Our objectives are to obtain reasonable assurance about whether the standalone financial statements as a whole are free from material misstatement, whether due to fraud or error, and to issue an auditors report that includes our opinion. Reasonable assurance is a high level of assurance, but is not a guarantee that an audit conducted in accordance with SAs will always detect a material misstatement when it exists. Misstatements can arise from fraud or error and are considered material if, individually or in the aggregate, they could reasonably be expected to influence the economic decisions of users taken on the basis of these standalone financial statements.
As part of an audit in accordance with SAs, we exercise professional judgment and maintain professional skepticism throughout the audit. We also:
Identify and assess the risks of material misstatement of the standalone financial statements, whether due to fraud or error, design and perform audit procedures responsive to those risks, and obtain audit evidence that is sufficient and appropriate to provide a basis for our opinion. The risk of not detecting a material misstatement resulting from fraud is higher than for one resulting from error, as fraud may involve collusion, forgery, intentional omissions, misrepresentations, or the override of internal control.
Obtain an understanding of internal control relevant to the audit in order to design audit procedures that are appropriate in the circumstances. Under section 143(3) (i) of the Act, we are also responsible for expressing our opinion on whether the Company has adequate internal financial controls with reference to financial statements in place and the operating effectiveness of such controls.

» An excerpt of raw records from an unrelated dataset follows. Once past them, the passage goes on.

use proc_macro2::TokenStream as TokenStream2;
use quote::{quote, quote_spanned, ToTokens};
use syn::{
    parse::{Parse, ParseStream},
    Attribute,
    Expr,
    Fields,
    Ident,
    ItemStruct,
    Result,
    Token,
};

/// The arguments that can be passed to the `error` attribute.
#[derive(Debug, Default)]
pub struct ErrorArgs {
    pub message: Option<Expr>,
    pub labels: Option<Expr>,
    pub help: Option<Expr>,
}

impl ErrorArgs {
    /// Parse the next argument in the input stream and applies it to itself.
    fn parse_arg(&mut self, input: ParseStream) -> Result<()> {
        let ident: Ident = input.parse()?;
        input.parse::<Token![=]>()?;

        let ident_str = ident.to_string();
        match ident_str.as_str() {
            "message" => self.message = Some(input.parse()?),
            "labels" => self.labels = Some(input.parse()?),
            "help" => self.help = Some(input.parse()?),
            _ => return Err(syn::Error::new_spanned(ident, format!("unknown tag `{}`", ident_str))),
        }

        Ok(())
    }
}

impl Parse for ErrorArgs {
    fn parse(input: ParseStream) -> Result<Self> {
        let mut args = ErrorArgs::default();

        while !input.is_empty() {
            args.parse_arg(input)?;
            if input.parse::<Token![,]>().is_err() {
                break;
            }
        }

        Ok(args)
    }
}

/// Creates a `let` statement that destructures `self` into its named fields. Emits a compile error
/// for tuple structs.
fn destructure_fields(ident: &Ident, fields: &Fields) -> TokenStream2 {
    match fields {
        Fields::Named(fields) => {
            let fields = fields.named.iter().map(|field| {
                let field_name = field.ident.as_ref();
                quote! { #field_name }
            });
            quote! { let #ident { #(#fields),* } = self; }
        },
        Fields::Unnamed(_) => quote_spanned! { ident.span() => compile_error!("`ErrorKind` cannot be derived for tuple structs"); },
        Fields::Unit => quote! {},
    }
}

/// The target struct to derive [`ErrorKind`] for.
#[derive(Debug)]
pub struct ErrorKindTarget {
    pub name: Ident,
    pub fields: Fields,
    pub error_args: ErrorArgs,
}

impl Parse for ErrorKindTarget {
    fn parse(input: ParseStream) -> Result<Self> {
        // outer attributes include documentation as well as the `error` attribute
        let attributes = input.call(Attribute::parse_outer)?;
        let remaining = input.parse::<ItemStruct>()?;

        let mut error_args = None;
        for attr in &attributes {
            if attr.path().is_ident("error") {
                error_args = Some(attr.parse_args::<ErrorArgs>()?);
                break;
            }
        }

        let error_args = error_args.ok_or_else(|| {
            syn::Error::new_spanned(&remaining.ident, "missing `#[error(...)]` attribute")
        })?;
        if error_args.message.is_none() {
            return Err(syn::Error::new_spanned(&remaining.ident, "the `message` tag is required"));
        }

        Ok(ErrorKindTarget {
            name: remaining.ident,
            fields: remaining.fields,
            error_args,
        })
    }
}

impl ToTokens for ErrorKindTarget {
    fn to_tokens(&self, tokens: &mut TokenStream2) {
        let destructure_expr = destructure_fields(&self.name, &self.fields);
        let message = self.error_args.message.as_ref();
        let labels = self.error_args.labels
            .as_ref()
            .map(|labels| quote! { #labels })
            .unwrap_or_else(|| quote! { [""] });
        let help = self.error_args.help.as_ref().map(|e| quote! { builder.set_help(#e); });

        tokens.extend(quote! {
            #[allow(unused_variables)]
            fn message(&self) -> String {
                #destructure_expr
                (#message).to_string()
            }

            #[allow(unused_variables)]
            fn build_report<'a>(
                &self,
                src_id: &'a str,
                spans: &[std::ops::Range<usize>],
            ) -> ariadne::Report<(&'a str, std::ops::Range<usize>)> {
                #destructure_expr

                let start = spans.first().map(|span| span.start).unwrap_or_default();
                let mut builder = ariadne::Report::build(ariadne::ReportKind::Error, src_id, start)
                    .with_message(<Self as symcheck_error::ErrorKind>::message(self))
                    .with_labels(
                        #labels
                            .into_iter()
                            .zip(spans.iter())
                            .map(|(label_str, span)| {
                                let label_str = label_str.to_string();
                                let mut label = ariadne::Label::new((src_id, span.clone()))
                                    .with_color(symcheck_error::EXPR);

                                if !label_str.is_empty() {
                                    label = label.with_message(label_str);
                                }

                                label
                            })
                            .collect::<Vec<_>>()
                    );

                #help
                builder.finish()
            }
        });
    }
}
impl Expr {
    /// Creates an integer literal.
    pub fn integer<T>(n: T) -> Self
    where
        Integer: From<T>,
    {
        Self::Integer(int(n))
    }

    /// Creates a rational literal `numer / denom` in lowest terms. A rational with denominator one
    /// is an [`Expr::Integer`].
    pub fn rational(numer: Integer, denom: Integer) -> Result<Self, ConstructionError> {
        if denom == 0 {
            return Err(ConstructionError::ZeroDenominator);
        }
        Ok(Number::Exact(Rational::from((numer, denom))).into_expr())
    }

    /// Creates a decimal literal.
    pub fn decimal(n: Float) -> Self {
        Self::Decimal(n)
    }

    /// Creates a decimal literal from its textual form, such as `1.5` or `2e-3`.
    pub fn decimal_from_str(s: &str) -> Result<Self, ConstructionError> {
        float_from_str(s).map(Self::Decimal)
    }

    /// Creates a symbol with exactly the given name.
    pub fn symbol(name: impl Into<String>) -> Self {
        Self::Symbol(name.into())
    }

    /// Creates the sum of the given terms.
    pub fn add(terms: Vec<Expr>, evaluate: bool) -> Self {
        if !evaluate {
            return Self::Add(terms).downgrade();
        }

        let flattened = terms.into_iter()
            .flat_map(|term| match term {
                Self::Add(inner) => inner,
                other => vec![other],
            })
            .collect();
        let (sum, mut rest) = fold_numbers(flattened, Number::from(0), Number::sum);
        if let Some(sum) = sum.filter(|sum| !sum.is_zero()) {
            rest.insert(0, sum.into_expr());
        }
        Self::Add(rest).downgrade()
    }

    /// Creates the product of the given factors.
    pub fn mul(factors: Vec<Expr>, evaluate: bool) -> Self {
        if !evaluate {
            return Self::Mul(factors).downgrade();
        }

        let flattened = factors.into_iter()
            .flat_map(|factor| match factor {
                Self::Mul(inner) => inner,
                other => vec![other],
            })
            .collect();
        let (product, mut rest) = fold_numbers(flattened, Number::from(1), Number::product);
        match product {
            Some(product) if product.is_zero() => return product.into_expr(),
            Some(product) if !product.is_one() => rest.insert(0, product.into_expr()),
            _ => (),
        }
        Self::Mul(rest).downgrade()
    }

    /// Creates the difference `lhs - rhs`.
    pub fn sub(lhs: Expr, rhs: Expr, evaluate: bool) -> Self {
        if evaluate {
            match (Number::from_expr(&lhs), Number::from_expr(&rhs)) {
                (Some(a), Some(b)) => return a.sum(b.negated()).into_expr(),
                (_, Some(b)) if b.is_zero() => return lhs,
                _ => (),
            }
        }
        Self::Sub(Box::new(lhs), Box::new(rhs))
    }

    /// Creates the quotient `lhs / rhs`.
    pub fn div(lhs: Expr, rhs: Expr, evaluate: bool) -> Self {
        if evaluate {
            match (Number::from_expr(&lhs), Number::from_expr(&rhs)) {
                (Some(a), Some(b)) => {
                    if let Some(quotient) = a.quotient(b) {
                        return quotient.into_expr();
                    }
                },
                (_, Some(b)) if b.is_one() => return lhs,
                _ => (),
            }
        }
        Self::Div(Box::new(lhs), Box::new(rhs))
    }

    /// Creates the power `base ** exp`.
    pub fn pow(base: Expr, exp: Expr, evaluate: bool) -> Self {
        if evaluate {
            match (Number::from_expr(&base), Number::from_expr(&exp)) {
                (Some(a), Some(b)) => {
                    if let Some(power) = a.power(b) {
                        return power.into_expr();
                    }
                },
                (_, Some(b)) if b.is_one() => return base,
                (_, Some(b)) if b.is_zero() => return Self::integer(1),
                _ => (),
            }
        }
        Self::Pow(Box::new(base), Box::new(exp))
    }

    /// Creates the negation `-expr`.
    pub fn neg(expr: Expr, evaluate: bool) -> Self {
        if evaluate {
            if let Some(num) = Number::from_expr(&expr) {
                return num.negated().into_expr();
            }
            if let Self::Neg(inner) = expr {
                return *inner;
            }
        }
        Self::Neg(Box::new(expr))
    }

    /// Creates the relation `lhs op rhs`. Relations never evaluate to a truth value, even between
    /// two numbers.
    pub fn relation(lhs: Expr, op: RelOp, rhs: Expr, evaluate: bool) -> Self {
        if evaluate && matches!(op, RelOp::Gt | RelOp::Ge) {
            return Self::Relation(Box::new(rhs), op.flip(), Box::new(lhs));
        }
        Self::Relation(Box::new(lhs), op, Box::new(rhs))
    }

    /// Applies the function to the given arguments.
    ///
    /// Returns an error if the number of arguments does not match the function's arity, if a
    /// derivative is taken with respect to something other than a symbol, or if a factorial is
    /// applied to a literal larger than [`FACTORIAL_LIMIT`].
    pub fn call(func: Func, mut args: Vec<Expr>, evaluate: bool) -> Result<Self, ConstructionError> {
        check_arity(func, args.len())?;

        match func {
            Func::Factorial => {
                if let Some(num) = Number::from_expr(&args[0]) {
                    if num.exceeds(FACTORIAL_LIMIT) {
                        return Err(ConstructionError::FactorialTooLarge(args[0].to_string()));
                    }
                    if let Some(value) = num.factorial(FACTORIAL_LIMIT) {
                        return Ok(value.into_expr());
                    }
                }
            },
            Func::Sqrt => {
                if let Some(root) = Number::from_expr(&args[0]).and_then(|num| num.exact_sqrt()) {
                    return Ok(root.into_expr());
                }
            },
            Func::Derivative => check_derivative_variables(&args[1..])?,
            _ => (),
        }

        if !evaluate {
            return Ok(Self::Call(func, args));
        }

        match func {
            Func::Log if args.len() == 2 => {
                let base = args.pop().map(|base| Self::Call(Func::Log, vec![base]));
                let value = Self::Call(Func::Log, args);
                return Ok(match base {
                    Some(base) => Self::div(value, base, true),
                    None => value,
                });
            },
            Func::Log if matches!(Number::from_expr(&args[0]), Some(n) if n.is_one()) => {
                return Ok(Self::integer(0));
            },
            Func::Abs => {
                let arg = args.remove(0);
                if let Some(num) = Number::from_expr(&arg) {
                    return Ok(num.abs().into_expr());
                }
                let arg = strip_neg(arg).unwrap_or_else(|arg| arg);
                return Ok(Self::Call(func, vec![arg]));
            },
            _ => (),
        }

        match func.parity() {
            Parity::Even => {
                let arg = strip_neg(args.remove(0)).unwrap_or_else(|arg| arg);
                Ok(Self::Call(func, vec![arg]))
            },
            Parity::Odd => match strip_neg(args.remove(0)) {
                Ok(arg) => Ok(Self::neg(Self::Call(func, vec![arg]), true)),
                Err(arg) => Ok(Self::Call(func, vec![arg])),
            },
            Parity::None => Ok(Self::Call(func, args)),
        }
    }

    /// Trivially downgrades the expression into a simpler form.
    ///
    /// A sum or product of zero operands becomes the integer `0` or `1`, and a sum or product of
    /// one operand becomes that operand.
    fn downgrade(self) -> Self {
        match self {
            Self::Add(mut terms) => match terms.len() {
                0 => Self::integer(0),
                1 => terms.remove(0),
                _ => Self::Add(terms),
            },
            Self::Mul(mut factors) => match factors.len() {
                0 => Self::integer(1),
                1 => factors.remove(0),
                _ => Self::Mul(factors),
            },
            _ => self,
        }
    }
}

Evaluate the appropriateness of accounting policies used and the reasonableness of accounting estimates and related disclosures made by management.
Conclude on the appropriateness of managements use of the going concern basis of accounting and, based on the audit evidence obtained, whether a material uncertainty exists related to events or conditions that may cast significant doubt on the Companys ability to continue as a going concern. If we conclude that a material uncertainty exists, we are required to draw attention in our auditors report to the related disclosures in the financial statements or, if such disclosures are inadequate, to modify our opinion. Our conclusions are based on the audit evidence obtained up to the date of our auditors report. However, future events or conditions may cause the Company to cease to continue as a going concern.
Evaluate the overall presentation, structure and content of the standalone financial statements, including the disclosures, and whether the standalone financial statements represent the underlying transactions and events in a manner that achieves fair presentation.
We communicate with those charged with governance regarding, among other matters, the planned scope and timing of the audit and significant audit findings, including any significant deficiencies in internal control that we identify during our audit.
We also provide those charged with governance with a statement that we have complied with relevant ethical requirements regarding independence, and to communicate with them all relationships and other matters that may reasonably be thought to bear on our independence, and where applicable, related safeguards.
From the matters communicated with those charged with governance, we determine those matters that were of most significance in the audit of the standalone financial statements for the financial year ended March 31, 2024 and are therefore the key audit matters. We describe these matters in our auditors report unless law or regulation precludes public disclosure about the matter or when, in extremely rare circumstances, we determine that a matter should not be communicated in our report because the adverse consequences of doing so would reasonably be expected to outweigh the public interest benefits of such communication.
Other Matter
The financial statements of the Company for the year ended March 31, 2023, included in these standalone financial statements, have been audited by the predecessor auditor who expressed an unmodified opinion on those statements on May 5, 2023.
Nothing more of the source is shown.